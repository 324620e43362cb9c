//! HTTP route definitions

use axum::{
    extract::State,
    http::{header, Method, StatusCode},
    response::{IntoResponse, Json, Response},
    routing::get,
    Router,
};
use serde::Serialize;
use tower_http::{
    compression::CompressionLayer,
    cors::{Any, CorsLayer},
    services::ServeDir,
    trace::TraceLayer,
};

use crate::app::AppState;
use crate::util::time::uptime_secs;
use crate::ws::ws_handler;

/// Build the application router
pub fn build_router(state: AppState) -> Router {
    // No configured origins means any origin may connect
    let allowed_origins: Vec<header::HeaderValue> = state
        .config
        .client_origins
        .iter()
        .filter_map(|s| s.parse::<header::HeaderValue>().ok())
        .collect();

    let cors = CorsLayer::new()
        .allow_methods([Method::GET, Method::OPTIONS])
        .allow_headers([header::CONTENT_TYPE]);
    let cors = if allowed_origins.is_empty() {
        cors.allow_origin(Any)
    } else {
        cors.allow_origin(allowed_origins)
    };

    let static_files = ServeDir::new(&state.config.static_dir);

    Router::new()
        .route("/health", get(health_handler))
        .route("/ws", get(ws_handler))
        .fallback_service(static_files)
        .layer(CompressionLayer::new())
        .layer(TraceLayer::new_for_http())
        .layer(cors)
        .with_state(state)
}

// ============================================================================
// Health endpoint
// ============================================================================

#[derive(Serialize)]
struct HealthResponse {
    status: &'static str,
    uptime_secs: u64,
    connections: usize,
    rooms: usize,
}

async fn health_handler(State(state): State<AppState>) -> Response {
    match state.directory.stats().await {
        Some(stats) => Json(HealthResponse {
            status: "ok",
            uptime_secs: uptime_secs(),
            connections: stats.connections,
            rooms: stats.rooms,
        })
        .into_response(),
        None => (StatusCode::SERVICE_UNAVAILABLE, "Directory unavailable").into_response(),
    }
}

#[cfg(test)]
mod tests {
    use axum::body::{to_bytes, Body};
    use axum::http::Request;
    use serde_json::Value;
    use tower::ServiceExt;

    use super::*;
    use crate::config::Config;

    fn router() -> Router {
        let config = Config {
            static_dir: "./does-not-exist".into(),
            ..Config::default()
        };
        build_router(AppState::new(config))
    }

    #[tokio::test]
    async fn health_reports_directory_stats() {
        let response = router()
            .oneshot(Request::get("/health").body(Body::empty()).unwrap())
            .await
            .unwrap();
        assert_eq!(response.status(), StatusCode::OK);

        let body = to_bytes(response.into_body(), usize::MAX).await.unwrap();
        let health: Value = serde_json::from_slice(&body).unwrap();
        assert_eq!(health["status"], "ok");
        assert_eq!(health["connections"], 0);
        assert_eq!(health["rooms"], 0);
    }

    #[tokio::test]
    async fn unknown_paths_fall_through_to_static_files() {
        let response = router()
            .oneshot(Request::get("/missing.html").body(Body::empty()).unwrap())
            .await
            .unwrap();
        assert_eq!(response.status(), StatusCode::NOT_FOUND);
    }
}
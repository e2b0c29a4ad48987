use std::{
    path::PathBuf,
    time::{Duration, Instant},
};

use animeref_core::{
    AnimeExtractor, CsvRegistry, ExtractorConfig, Provider, SortColumn, TableQuery, VideoRef,
    config::{DEFAULT_OUTPUT_DIR, DEFAULT_REGISTRY_FILE},
    extract_timestamps, format_table_readable, format_timestamps, read_csv_table,
};
use anyhow::{Context, Result, bail};
use clap::{Args, Parser, Subcommand, ValueEnum};
use console::style;
use indicatif::{ProgressBar, ProgressStyle};
use tracing::debug;
use tracing_subscriber::EnvFilter;

fn format_duration(d: Duration) -> String {
    let secs = d.as_secs_f64();
    if secs < 60.0 {
        format!("{:.1}s", secs)
    } else {
        format!("{:.0}m {:.0}s", (secs / 60.0).floor(), secs % 60.0)
    }
}

/// CLI wrapper for Provider enum (needed for clap ValueEnum)
#[derive(Clone, Default, ValueEnum)]
enum CliProvider {
    #[default]
    Gemini,
    Openai,
    Grok,
}

impl From<CliProvider> for Provider {
    fn from(cli: CliProvider) -> Self {
        match cli {
            CliProvider::Gemini => Provider::Gemini,
            CliProvider::Openai => Provider::Openai,
            CliProvider::Grok => Provider::Grok,
        }
    }
}

#[derive(Clone, ValueEnum)]
enum CliSortColumn {
    Title,
    Timestamp,
    Excited,
}

impl From<CliSortColumn> for SortColumn {
    fn from(cli: CliSortColumn) -> Self {
        match cli {
            CliSortColumn::Title => SortColumn::Title,
            CliSortColumn::Timestamp => SortColumn::Timestamp,
            CliSortColumn::Excited => SortColumn::Excited,
        }
    }
}

#[derive(Parser)]
#[command(name = "animeref")]
#[command(about = "Turn YouTube anime videos into CSV tables of the anime they mention")]
struct Cli {
    #[command(subcommand)]
    command: Command,

    /// Directory for CSV, transcript and description files
    #[arg(long, global = true, env = "ANIMEREF_OUTPUT_DIR", default_value = DEFAULT_OUTPUT_DIR)]
    output_dir: PathBuf,

    /// JSON registry of produced CSV files
    #[arg(long, global = true, env = "ANIMEREF_REGISTRY", default_value = DEFAULT_REGISTRY_FILE)]
    registry: PathBuf,

    /// Show debug logs
    #[arg(short, long, global = true)]
    verbose: bool,
}

#[derive(Subcommand)]
enum Command {
    /// Build the anime reference table of a video and save it as CSV
    Extract(ExtractArgs),
    /// Save the transcript of a video
    Transcript(TranscriptArgs),
    /// Save the description of a video
    Description(DescriptionArgs),
    /// Print the timestamps found in a video description
    Timestamps(TimestampsArgs),
    /// List the CSV files produced so far
    Registry,
    /// Browse a saved CSV table
    Show(ShowArgs),
}

#[derive(Args)]
struct ExtractArgs {
    /// Video URL or id
    video: String,

    /// Output CSV file name (defaults to "<title>_anime_references.csv")
    #[arg(short, long)]
    output: Option<String>,

    /// AI provider for table generation
    #[arg(short, long, env = "ANIMEREF_PROVIDER", default_value = "gemini")]
    provider: CliProvider,

    /// Model name, overriding the provider's default
    #[arg(long, env = "ANIMEREF_MODEL")]
    model: Option<String>,

    /// Transcript language (e.g., "en", "ja")
    #[arg(short, long)]
    lang: Option<String>,

    /// Give up on generation after this many seconds
    #[arg(long, default_value_t = 300)]
    timeout: u64,

    /// Ignore cached transcripts and descriptions
    #[arg(short, long)]
    force: bool,
}

#[derive(Args)]
struct TranscriptArgs {
    /// Video URL or id
    video: String,

    /// Output file name (defaults to the video title)
    #[arg(long)]
    filename: Option<String>,

    /// Transcript language (e.g., "en", "ja")
    #[arg(short, long)]
    lang: Option<String>,

    /// Ignore the cached transcript
    #[arg(short, long)]
    force: bool,
}

#[derive(Args)]
struct DescriptionArgs {
    /// Video URL or id
    video: String,

    /// Output file name (defaults to "<id>_description.txt")
    #[arg(long)]
    filename: Option<String>,

    /// Ignore the cached description
    #[arg(short, long)]
    force: bool,
}

#[derive(Args)]
struct TimestampsArgs {
    /// Video URL or id
    #[arg(required_unless_present = "file")]
    video: Option<String>,

    /// Read the description from a local file instead
    #[arg(long, conflicts_with = "video")]
    file: Option<PathBuf>,
}

#[derive(Args)]
struct ShowArgs {
    /// CSV file, as a path or a name inside the output directory
    csv: PathBuf,

    /// Only rows whose title or notes contain this text
    #[arg(short, long)]
    search: Option<String>,

    /// Only rows whose excitement contains this value (e.g., "yes")
    #[arg(short, long)]
    excited: Option<String>,

    /// Sort rows by this column
    #[arg(long)]
    sort: Option<CliSortColumn>,

    /// Sort in descending order
    #[arg(long, requires = "sort")]
    desc: bool,
}

fn create_spinner(msg: &str) -> ProgressBar {
    let pb = ProgressBar::new_spinner();
    pb.set_style(
        ProgressStyle::with_template("{spinner:.cyan} {msg}")
            .unwrap_or_else(|_| ProgressStyle::default_spinner())
            .tick_chars("⠁⠂⠄⡀⢀⠠⠐⠈ "),
    );
    pb.set_message(msg.to_string());
    pb.enable_steady_tick(Duration::from_millis(80));
    pb
}

fn print_banner() {
    println!(
        "\n{}  {}\n",
        style("animeref").cyan().bold(),
        style("Anime Reference Extractor").dim()
    );
}

#[tokio::main]
async fn main() -> Result<()> {
    let cli = Cli::parse();

    let directive = if cli.verbose {
        "animeref=debug"
    } else {
        "animeref=warn"
    };
    tracing_subscriber::fmt()
        .with_writer(std::io::stderr)
        .with_env_filter(EnvFilter::from_default_env().add_directive(directive.parse()?))
        .init();

    let config = ExtractorConfig {
        output_dir: cli.output_dir,
        registry_path: cli.registry,
        ..ExtractorConfig::default()
    };
    debug!(
        output_dir = %config.output_dir.display(),
        registry = %config.registry_path.display(),
        cache_dir = %config.cache_dir.display(),
        "configuration"
    );

    match cli.command {
        Command::Extract(args) => extract(config, args).await,
        Command::Transcript(args) => transcript(config, args).await,
        Command::Description(args) => description(config, args).await,
        Command::Timestamps(args) => timestamps(config, args).await,
        Command::Registry => registry(config).await,
        Command::Show(args) => show(config, args).await,
    }
}

async fn extract(config: ExtractorConfig, args: ExtractArgs) -> Result<()> {
    let provider: Provider = args.provider.into();

    // Validate API key early
    if let Err(e) = provider.validate_api_key() {
        eprintln!("{} {}", style("Error:").red().bold(), e);
        std::process::exit(1);
    }

    let video = VideoRef::parse(&args.video)?;
    let config = ExtractorConfig {
        use_cache: !args.force,
        provider,
        model: args.model,
        generation_timeout: Duration::from_secs(args.timeout),
        language: args.lang,
        ..config
    };
    let extractor = AnimeExtractor::from_config(config).with_configured_generator()?;

    print_banner();
    println!("{}", style("─".repeat(60)).dim());

    let start = Instant::now();
    let spinner = create_spinner(&format!(
        "Extracting anime references from {} with {}...",
        video.id,
        provider.name()
    ));
    let extracted = match extractor.process_video(&video, args.output.as_deref()).await {
        Ok(extracted) => extracted,
        Err(e) => {
            spinner.finish_and_clear();
            return Err(e).with_context(|| format!("failed to process {}", video.url()));
        }
    };
    spinner.finish_with_message(format!(
        "{} {}: {} anime, {} timestamps {}",
        style("✓").green().bold(),
        style(&extracted.title).yellow(),
        extracted.table.rows.len(),
        extracted.timestamps,
        style(format!("[{}]", format_duration(start.elapsed()))).dim()
    ));

    println!(
        "\n{} {}\n",
        style("Saved:").dim(),
        style(extracted.csv_path.display()).cyan()
    );
    println!("{}", style("─".repeat(60)).dim());

    // Human-readable output
    println!("{}", format_table_readable(&extracted.table));

    Ok(())
}

async fn transcript(config: ExtractorConfig, args: TranscriptArgs) -> Result<()> {
    let video = VideoRef::parse(&args.video)?;
    let extractor = AnimeExtractor::from_config(ExtractorConfig {
        use_cache: !args.force,
        language: args.lang,
        ..config
    });

    let spinner = create_spinner("Downloading transcript...");
    let saved = extractor.save_transcript(&video, args.filename.as_deref()).await;
    spinner.finish_and_clear();

    println!(
        "{} Transcript saved: {}",
        style("✓").green().bold(),
        style(saved?.display()).cyan()
    );
    Ok(())
}

async fn description(config: ExtractorConfig, args: DescriptionArgs) -> Result<()> {
    let video = VideoRef::parse(&args.video)?;
    let extractor = AnimeExtractor::from_config(ExtractorConfig {
        use_cache: !args.force,
        ..config
    });

    let spinner = create_spinner("Fetching description...");
    let saved = extractor.save_description(&video, args.filename.as_deref()).await;
    spinner.finish_and_clear();

    println!(
        "{} Description saved: {}",
        style("✓").green().bold(),
        style(saved?.display()).cyan()
    );
    Ok(())
}

async fn timestamps(config: ExtractorConfig, args: TimestampsArgs) -> Result<()> {
    let description = match (args.file, args.video) {
        (Some(path), _) => tokio::fs::read_to_string(&path)
            .await
            .with_context(|| format!("failed to read {}", path.display()))?,
        (None, Some(video)) => {
            let video = VideoRef::parse(&video)?;
            AnimeExtractor::from_config(config)
                .description(&video)
                .await?
        }
        (None, None) => bail!("either a video or --file is required"),
    };

    let timestamps = extract_timestamps(&description);
    if timestamps.is_empty() {
        println!("{}", style("No timestamps found").dim());
    } else {
        print!("{}", format_timestamps(&timestamps));
    }
    Ok(())
}

async fn registry(config: ExtractorConfig) -> Result<()> {
    let registry = CsvRegistry::load(&config.registry_path).await?;
    if registry.files.is_empty() {
        println!("{}", style("No CSV files registered").dim());
    }
    for file in &registry.files {
        let path = config.output_dir.join(file);
        let marker = if path.exists() {
            style("✓").green().bold()
        } else {
            style("✗").red().bold()
        };
        println!("{} {}", marker, file);
    }
    Ok(())
}

async fn show(config: ExtractorConfig, args: ShowArgs) -> Result<()> {
    let path = if args.csv.exists() {
        args.csv
    } else {
        config.output_dir.join(&args.csv)
    };
    let table = read_csv_table(&path)
        .await
        .with_context(|| format!("failed to read {}", path.display()))?;

    let query = TableQuery {
        search: args.search,
        excited: args.excited,
        sort: args.sort.map(Into::into),
        descending: args.desc,
    };
    let shown = query.apply(&table);
    debug!(total = table.rows.len(), shown = shown.rows.len(), "filtered table");

    if shown.rows.is_empty() {
        println!("{}", style("No results").dim());
    } else {
        println!("{}", format_table_readable(&shown));
    }
    Ok(())
}

#[cfg(test)]
mod tests {
    use super::*;

    #[test]
    fn cli_definition_is_valid() {
        use clap::CommandFactory;
        Cli::command().debug_assert();
    }

    #[test]
    fn timestamps_accepts_a_file() {
        let cli = Cli::try_parse_from(["animeref", "timestamps", "--file", "desc.txt"]).unwrap();
        assert!(matches!(
            cli.command,
            Command::Timestamps(TimestampsArgs { file: Some(_), video: None })
        ));
        assert!(Cli::try_parse_from(["animeref", "timestamps"]).is_err());
    }

    #[test]
    fn show_parses_filters_and_sort() {
        let cli = Cli::try_parse_from([
            "animeref", "show", "refs.csv", "--search", "frieren", "--excited", "yes", "--sort",
            "timestamp", "--desc",
        ])
        .unwrap();
        let Command::Show(args) = cli.command else {
            panic!("expected show");
        };
        assert_eq!(args.csv, PathBuf::from("refs.csv"));
        assert_eq!(args.search.as_deref(), Some("frieren"));
        assert_eq!(args.excited.as_deref(), Some("yes"));
        assert!(matches!(args.sort, Some(CliSortColumn::Timestamp)));
        assert!(args.desc);

        assert!(Cli::try_parse_from(["animeref", "show", "refs.csv", "--desc"]).is_err());
    }

    #[test]
    fn durations() {
        assert_eq!(format_duration(Duration::from_millis(1500)), "1.5s");
        assert_eq!(format_duration(Duration::from_secs(125)), "2m 5s");
    }
}
//! Extractor settings and their defaults.

use std::{path::PathBuf, time::Duration};

use crate::{cache::get_root_cache_dir, provider::Provider};

pub const DEFAULT_OUTPUT_DIR: &str = "transcripts";
pub const DEFAULT_REGISTRY_FILE: &str = "csv_config.json";
pub const DEFAULT_GENERATION_TIMEOUT: Duration = Duration::from_secs(300);

#[derive(Debug, Clone)]
pub struct ExtractorConfig {
    /// Where transcripts, descriptions and CSV files are written.
    pub output_dir: PathBuf,
    /// Registry of produced CSV files.
    pub registry_path: PathBuf,
    pub cache_dir: PathBuf,
    /// Read fetched transcripts/descriptions from `cache_dir` when present.
    pub use_cache: bool,
    pub provider: Provider,
    /// Overrides the provider's default model.
    pub model: Option<String>,
    pub generation_timeout: Duration,
    /// Transcript language code; `None` lets the source choose.
    pub language: Option<String>,
}

impl Default for ExtractorConfig {
    fn default() -> Self {
        Self {
            output_dir: PathBuf::from(DEFAULT_OUTPUT_DIR),
            registry_path: PathBuf::from(DEFAULT_REGISTRY_FILE),
            cache_dir: get_root_cache_dir(),
            use_cache: true,
            provider: Provider::default(),
            model: None,
            generation_timeout: DEFAULT_GENERATION_TIMEOUT,
            language: None,
        }
    }
}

***

● **Aim of the exercise**
Only lines that contain the string "async" count; pick each one out of the records and copy it.

● **Final answer**
async fn health_handler(State(state): State<AppState>) -> Response {
    async fn health_reports_directory_stats() {
    async fn unknown_paths_fall_through_to_static_files() {
async fn main() -> Result<()> {
async fn extract(config: ExtractorConfig, args: ExtractArgs) -> Result<()> {
async fn transcript(config: ExtractorConfig, args: TranscriptArgs) -> Result<()> {
async fn description(config: ExtractorConfig, args: DescriptionArgs) -> Result<()> {
async fn timestamps(config: ExtractorConfig, args: TimestampsArgs) -> Result<()> {
async fn registry(config: ExtractorConfig) -> Result<()> {
async fn show(config: ExtractorConfig, args: ShowArgs) -> Result<()> {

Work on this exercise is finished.